In the software industry, there has been a lot of discussion around product-led vs sales-led growth recently. But what does it mean exactly and why is it important?

Simply put, product-led growth (PLG) is a strategy that drives business growth through providing access to the product, while sales-led growth (SLG) relies upon a more traditional sales process that requires telling the customer about the product [1]. A typical differentiation characterises product-led growth as being ‘low touch’ (the product sells itself), and normally the approach reserved for business to consumer or small to medium business sales. A sales-led approach tends to lend itself to large, complex, enterprise deals. But is it really so clear cut when to apply each approach? Enter product-led sales. An approach that utilizes the product in a self-serve context to drive highly qualified leads either through a free or lower tier price point, while subsequently utilising a traditional sales process to further nurture the customer towards a more comprehensive deal. 

Despite the hype around the PLG approach due to its perceived benefit for hyper-growth Software-as-a-Service (SaaS) companies, some evidence suggests that only few companies are seeing outsized returns from applying this model [2]. If we consider some of the characteristic differences between a typical service-based and product offering it makes sense to take a hybrid approach. With a clear engine of growth [3], a product offering is highly scalable, whereas a service-based offering can be difficult to scale due to its ‘high touch’ sales approach.
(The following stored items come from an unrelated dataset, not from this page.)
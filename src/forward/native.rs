/*!
 * Native Syscall Surface
 * The real OS calls a forwarder invokes on external descriptors
 */

use crate::core::types::OsFd;
use nix::fcntl::{self, FcntlArg, OFlag};
use nix::sys::socket::{self, AddressFamily, Backlog, SockFlag, SockType, SockaddrLike};
use nix::sys::stat::{self, Mode};
use nix::unistd;
use std::os::fd::{BorrowedFd, IntoRawFd};
use std::path::Path;

/// OS syscalls on external descriptors
///
/// Implementations pass arguments through unchanged and report the OS error
/// verbatim.
pub trait NativeSyscalls: Send + Sync {
    fn open(&self, path: &Path, flags: OFlag, mode: Mode) -> nix::Result<OsFd>;

    fn socket(&self, domain: AddressFamily, ty: SockType, flags: SockFlag) -> nix::Result<OsFd>;

    /// Returns (read end, write end)
    fn pipe(&self) -> nix::Result<(OsFd, OsFd)>;

    fn close(&self, fd: OsFd) -> nix::Result<()>;

    fn bind(&self, fd: OsFd, addr: &dyn SockaddrLike) -> nix::Result<()>;

    fn connect(&self, fd: OsFd, addr: &dyn SockaddrLike) -> nix::Result<()>;

    fn listen(&self, fd: OsFd, backlog: i32) -> nix::Result<()>;

    fn read(&self, fd: OsFd, buf: &mut [u8]) -> nix::Result<usize>;

    fn write(&self, fd: OsFd, buf: &[u8]) -> nix::Result<usize>;

    /// `st_mode` of the descriptor
    fn fstat_mode(&self, fd: OsFd) -> nix::Result<u32>;

    /// File status flags (`F_GETFL`)
    fn status_flags(&self, fd: OsFd) -> nix::Result<OFlag>;

    /// Replace file status flags (`F_SETFL`)
    fn set_status_flags(&self, fd: OsFd, flags: OFlag) -> nix::Result<()>;
}

/// OS calls through nix
#[derive(Debug, Clone, Copy, Default)]
pub struct OsSyscalls;

/// Borrow a descriptor for nix calls that take `AsFd`
#[inline]
fn borrowed<'fd>(fd: OsFd) -> BorrowedFd<'fd> {
    // SAFETY: callers pass descriptors resolved from the table, which stay open
    // until their last record is closed
    unsafe { BorrowedFd::borrow_raw(fd) }
}

impl NativeSyscalls for OsSyscalls {
    fn open(&self, path: &Path, flags: OFlag, mode: Mode) -> nix::Result<OsFd> {
        fcntl::open(path, flags, mode)
    }

    fn socket(&self, domain: AddressFamily, ty: SockType, flags: SockFlag) -> nix::Result<OsFd> {
        socket::socket(domain, ty, flags, None).map(IntoRawFd::into_raw_fd)
    }

    fn pipe(&self) -> nix::Result<(OsFd, OsFd)> {
        let (read_end, write_end) = unistd::pipe()?;
        Ok((read_end.into_raw_fd(), write_end.into_raw_fd()))
    }

    fn close(&self, fd: OsFd) -> nix::Result<()> {
        unistd::close(fd)
    }

    fn bind(&self, fd: OsFd, addr: &dyn SockaddrLike) -> nix::Result<()> {
        socket::bind(fd, addr)
    }

    fn connect(&self, fd: OsFd, addr: &dyn SockaddrLike) -> nix::Result<()> {
        socket::connect(fd, addr)
    }

    fn listen(&self, fd: OsFd, backlog: i32) -> nix::Result<()> {
        socket::listen(&borrowed(fd), Backlog::new(backlog)?)
    }

    fn read(&self, fd: OsFd, buf: &mut [u8]) -> nix::Result<usize> {
        unistd::read(fd, buf)
    }

    fn write(&self, fd: OsFd, buf: &[u8]) -> nix::Result<usize> {
        unistd::write(borrowed(fd), buf)
    }

    fn fstat_mode(&self, fd: OsFd) -> nix::Result<u32> {
        stat::fstat(fd).map(|st| st.st_mode as u32)
    }

    fn status_flags(&self, fd: OsFd) -> nix::Result<OFlag> {
        fcntl::fcntl(fd, FcntlArg::F_GETFL).map(OFlag::from_bits_truncate)
    }

    fn set_status_flags(&self, fd: OsFd, flags: OFlag) -> nix::Result<()> {
        fcntl::fcntl(fd, FcntlArg::F_SETFL(flags)).map(drop)
    }
}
In terms of business valuation, the more predictable revenue of a product offering is attractive for investors; however, adding a service layer to a product company to create additional value is increasingly common [4]. Productising a service-based offering brings efficiencies.

If product offerings can benefit from additional value streams created through services, offered using traditional sales processes, and productisation of service offerings enables their optimisation, then a hybrid growth strategy such as product-led sales would seem a necessity. The extent to which its implementation is possible within a given business is dependent upon that business’ ability to support a suitably sized sales function. With a general consensus emerging in the product development community that software development should not be managed as a series of finite projects, see for example [5], the challenge would appear to be how to manage the bespoke, project-based world of services with the hypothesis-driven, world of product development.